What to produce
Search the material for the string "Callers" and copy each line where it occurs.

Supplied data
..............................

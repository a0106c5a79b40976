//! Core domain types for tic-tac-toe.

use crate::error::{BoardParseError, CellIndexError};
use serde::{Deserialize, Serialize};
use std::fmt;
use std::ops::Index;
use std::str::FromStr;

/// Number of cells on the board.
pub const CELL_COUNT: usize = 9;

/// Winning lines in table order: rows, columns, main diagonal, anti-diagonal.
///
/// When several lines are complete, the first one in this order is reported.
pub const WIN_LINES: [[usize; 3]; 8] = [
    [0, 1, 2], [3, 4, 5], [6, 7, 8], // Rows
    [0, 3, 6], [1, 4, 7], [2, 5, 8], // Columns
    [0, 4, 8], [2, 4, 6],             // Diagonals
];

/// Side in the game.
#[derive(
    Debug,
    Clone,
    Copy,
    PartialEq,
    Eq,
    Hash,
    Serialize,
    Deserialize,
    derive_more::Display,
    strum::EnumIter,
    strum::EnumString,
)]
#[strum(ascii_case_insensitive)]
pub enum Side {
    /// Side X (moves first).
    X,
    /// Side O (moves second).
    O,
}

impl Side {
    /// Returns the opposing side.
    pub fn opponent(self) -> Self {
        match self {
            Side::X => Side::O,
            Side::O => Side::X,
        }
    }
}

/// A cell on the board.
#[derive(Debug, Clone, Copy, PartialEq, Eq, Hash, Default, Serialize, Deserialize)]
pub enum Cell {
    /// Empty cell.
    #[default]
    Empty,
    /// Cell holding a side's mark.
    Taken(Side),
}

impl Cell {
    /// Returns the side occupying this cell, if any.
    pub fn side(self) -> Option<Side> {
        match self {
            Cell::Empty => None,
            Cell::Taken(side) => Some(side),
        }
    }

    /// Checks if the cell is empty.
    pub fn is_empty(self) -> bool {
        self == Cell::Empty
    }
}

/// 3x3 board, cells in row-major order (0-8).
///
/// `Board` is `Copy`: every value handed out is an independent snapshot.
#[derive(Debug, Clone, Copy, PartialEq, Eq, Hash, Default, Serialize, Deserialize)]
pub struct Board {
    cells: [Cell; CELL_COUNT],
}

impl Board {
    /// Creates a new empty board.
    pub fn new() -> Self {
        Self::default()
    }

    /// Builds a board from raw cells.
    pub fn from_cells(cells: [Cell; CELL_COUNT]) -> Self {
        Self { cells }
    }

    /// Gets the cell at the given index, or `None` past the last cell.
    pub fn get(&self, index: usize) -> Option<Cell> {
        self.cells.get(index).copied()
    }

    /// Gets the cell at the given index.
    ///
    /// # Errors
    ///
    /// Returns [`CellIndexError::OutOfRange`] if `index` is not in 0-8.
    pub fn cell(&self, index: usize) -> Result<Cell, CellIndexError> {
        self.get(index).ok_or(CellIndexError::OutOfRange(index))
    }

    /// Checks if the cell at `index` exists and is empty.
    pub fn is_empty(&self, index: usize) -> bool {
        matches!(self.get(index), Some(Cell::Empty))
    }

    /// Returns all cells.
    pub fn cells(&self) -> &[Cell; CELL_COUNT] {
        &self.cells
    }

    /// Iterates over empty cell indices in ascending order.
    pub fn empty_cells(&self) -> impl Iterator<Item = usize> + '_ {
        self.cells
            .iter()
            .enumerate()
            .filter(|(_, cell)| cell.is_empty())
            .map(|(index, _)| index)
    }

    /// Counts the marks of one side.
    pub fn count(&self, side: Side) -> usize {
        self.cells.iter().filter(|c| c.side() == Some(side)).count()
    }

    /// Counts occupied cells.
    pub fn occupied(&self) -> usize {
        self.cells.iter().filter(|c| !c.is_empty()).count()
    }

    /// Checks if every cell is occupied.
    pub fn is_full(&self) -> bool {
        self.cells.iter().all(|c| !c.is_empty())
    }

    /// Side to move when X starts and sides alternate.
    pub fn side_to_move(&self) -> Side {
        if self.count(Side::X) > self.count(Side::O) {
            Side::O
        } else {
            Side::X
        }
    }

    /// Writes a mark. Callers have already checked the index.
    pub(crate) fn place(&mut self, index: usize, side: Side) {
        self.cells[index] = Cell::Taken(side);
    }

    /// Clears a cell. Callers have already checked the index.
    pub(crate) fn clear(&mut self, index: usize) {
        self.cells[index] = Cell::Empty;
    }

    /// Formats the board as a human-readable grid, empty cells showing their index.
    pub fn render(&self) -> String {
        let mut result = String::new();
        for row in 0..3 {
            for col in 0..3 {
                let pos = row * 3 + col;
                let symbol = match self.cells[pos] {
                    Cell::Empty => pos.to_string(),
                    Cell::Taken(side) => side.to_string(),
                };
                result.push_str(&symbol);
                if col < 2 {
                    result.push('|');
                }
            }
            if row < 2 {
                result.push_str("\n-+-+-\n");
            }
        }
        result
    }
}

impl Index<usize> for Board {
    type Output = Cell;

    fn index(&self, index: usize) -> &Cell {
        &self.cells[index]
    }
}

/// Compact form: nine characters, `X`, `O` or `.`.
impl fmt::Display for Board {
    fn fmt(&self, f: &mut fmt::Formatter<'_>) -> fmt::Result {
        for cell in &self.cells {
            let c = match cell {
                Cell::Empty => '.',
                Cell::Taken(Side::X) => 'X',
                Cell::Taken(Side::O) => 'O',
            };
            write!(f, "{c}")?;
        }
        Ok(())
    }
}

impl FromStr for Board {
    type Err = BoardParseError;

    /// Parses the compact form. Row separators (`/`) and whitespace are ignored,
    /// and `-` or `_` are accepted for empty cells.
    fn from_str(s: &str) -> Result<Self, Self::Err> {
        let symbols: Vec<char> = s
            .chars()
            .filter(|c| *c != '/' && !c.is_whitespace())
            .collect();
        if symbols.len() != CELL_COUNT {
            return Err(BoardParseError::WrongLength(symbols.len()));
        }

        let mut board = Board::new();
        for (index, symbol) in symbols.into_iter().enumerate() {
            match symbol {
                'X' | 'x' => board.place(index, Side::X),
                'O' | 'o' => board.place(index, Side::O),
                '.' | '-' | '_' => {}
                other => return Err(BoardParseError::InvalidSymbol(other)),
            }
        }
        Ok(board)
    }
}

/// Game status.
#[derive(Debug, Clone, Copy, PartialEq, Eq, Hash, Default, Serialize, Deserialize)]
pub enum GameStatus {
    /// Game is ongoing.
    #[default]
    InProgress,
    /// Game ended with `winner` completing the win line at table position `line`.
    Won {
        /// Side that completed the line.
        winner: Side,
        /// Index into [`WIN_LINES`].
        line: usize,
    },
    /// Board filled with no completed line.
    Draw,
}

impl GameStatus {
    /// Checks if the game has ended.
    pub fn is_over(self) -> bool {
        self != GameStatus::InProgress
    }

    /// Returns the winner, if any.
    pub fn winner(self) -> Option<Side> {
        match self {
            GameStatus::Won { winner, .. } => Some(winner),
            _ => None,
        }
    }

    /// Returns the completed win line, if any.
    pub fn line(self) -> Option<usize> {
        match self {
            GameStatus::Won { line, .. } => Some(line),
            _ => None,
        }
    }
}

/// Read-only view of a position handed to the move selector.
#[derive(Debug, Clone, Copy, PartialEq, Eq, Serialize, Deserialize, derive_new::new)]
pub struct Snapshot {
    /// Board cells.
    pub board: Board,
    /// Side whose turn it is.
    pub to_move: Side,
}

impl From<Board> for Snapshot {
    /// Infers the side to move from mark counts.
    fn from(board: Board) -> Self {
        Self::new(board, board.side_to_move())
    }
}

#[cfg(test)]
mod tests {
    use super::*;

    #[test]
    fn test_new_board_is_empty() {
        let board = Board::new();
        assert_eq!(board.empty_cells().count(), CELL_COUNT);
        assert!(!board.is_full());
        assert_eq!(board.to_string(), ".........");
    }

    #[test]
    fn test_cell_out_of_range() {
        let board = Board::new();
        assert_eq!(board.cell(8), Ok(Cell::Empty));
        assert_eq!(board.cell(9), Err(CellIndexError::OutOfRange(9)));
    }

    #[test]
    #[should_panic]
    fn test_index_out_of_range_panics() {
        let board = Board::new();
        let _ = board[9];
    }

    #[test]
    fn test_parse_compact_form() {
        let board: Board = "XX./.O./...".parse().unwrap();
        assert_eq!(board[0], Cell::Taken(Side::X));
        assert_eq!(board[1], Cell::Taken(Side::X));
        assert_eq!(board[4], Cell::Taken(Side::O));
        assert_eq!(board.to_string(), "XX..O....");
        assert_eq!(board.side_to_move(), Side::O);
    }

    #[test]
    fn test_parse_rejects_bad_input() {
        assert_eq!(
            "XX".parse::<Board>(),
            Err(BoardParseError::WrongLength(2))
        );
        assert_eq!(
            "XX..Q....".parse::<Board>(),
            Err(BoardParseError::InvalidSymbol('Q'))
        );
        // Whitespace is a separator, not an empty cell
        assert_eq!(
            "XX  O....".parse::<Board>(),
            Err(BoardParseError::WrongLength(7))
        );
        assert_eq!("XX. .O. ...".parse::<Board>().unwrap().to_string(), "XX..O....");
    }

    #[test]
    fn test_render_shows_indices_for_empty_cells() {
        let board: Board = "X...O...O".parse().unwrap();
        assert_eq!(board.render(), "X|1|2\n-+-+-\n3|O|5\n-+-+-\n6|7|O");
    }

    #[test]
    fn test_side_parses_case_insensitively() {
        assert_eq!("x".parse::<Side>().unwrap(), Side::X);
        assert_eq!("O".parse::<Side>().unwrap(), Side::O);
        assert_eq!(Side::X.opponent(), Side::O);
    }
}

..............................

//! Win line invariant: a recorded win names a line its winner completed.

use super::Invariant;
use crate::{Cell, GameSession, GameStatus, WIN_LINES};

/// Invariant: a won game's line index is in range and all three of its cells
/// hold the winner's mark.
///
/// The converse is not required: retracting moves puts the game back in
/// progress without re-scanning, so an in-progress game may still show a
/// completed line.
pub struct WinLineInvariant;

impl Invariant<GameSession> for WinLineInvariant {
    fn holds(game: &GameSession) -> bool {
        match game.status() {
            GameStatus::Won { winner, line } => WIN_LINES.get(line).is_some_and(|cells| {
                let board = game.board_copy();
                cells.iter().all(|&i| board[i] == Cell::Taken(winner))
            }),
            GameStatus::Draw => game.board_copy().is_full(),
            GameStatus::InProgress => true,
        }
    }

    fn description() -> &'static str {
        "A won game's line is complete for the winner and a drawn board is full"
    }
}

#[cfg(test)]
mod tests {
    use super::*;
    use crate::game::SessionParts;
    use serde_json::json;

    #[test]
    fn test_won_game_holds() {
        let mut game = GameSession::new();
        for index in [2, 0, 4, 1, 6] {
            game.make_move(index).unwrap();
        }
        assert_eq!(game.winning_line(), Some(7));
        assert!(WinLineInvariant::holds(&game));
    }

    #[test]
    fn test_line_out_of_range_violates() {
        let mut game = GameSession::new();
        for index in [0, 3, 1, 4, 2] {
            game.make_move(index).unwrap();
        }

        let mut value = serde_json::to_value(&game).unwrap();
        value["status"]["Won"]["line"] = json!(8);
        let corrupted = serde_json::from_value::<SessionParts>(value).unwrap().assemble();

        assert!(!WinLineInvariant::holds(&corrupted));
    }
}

..............................

Task response
    /// Writes a mark. Callers have already checked the index.
    /// Clears a cell. Callers have already checked the index.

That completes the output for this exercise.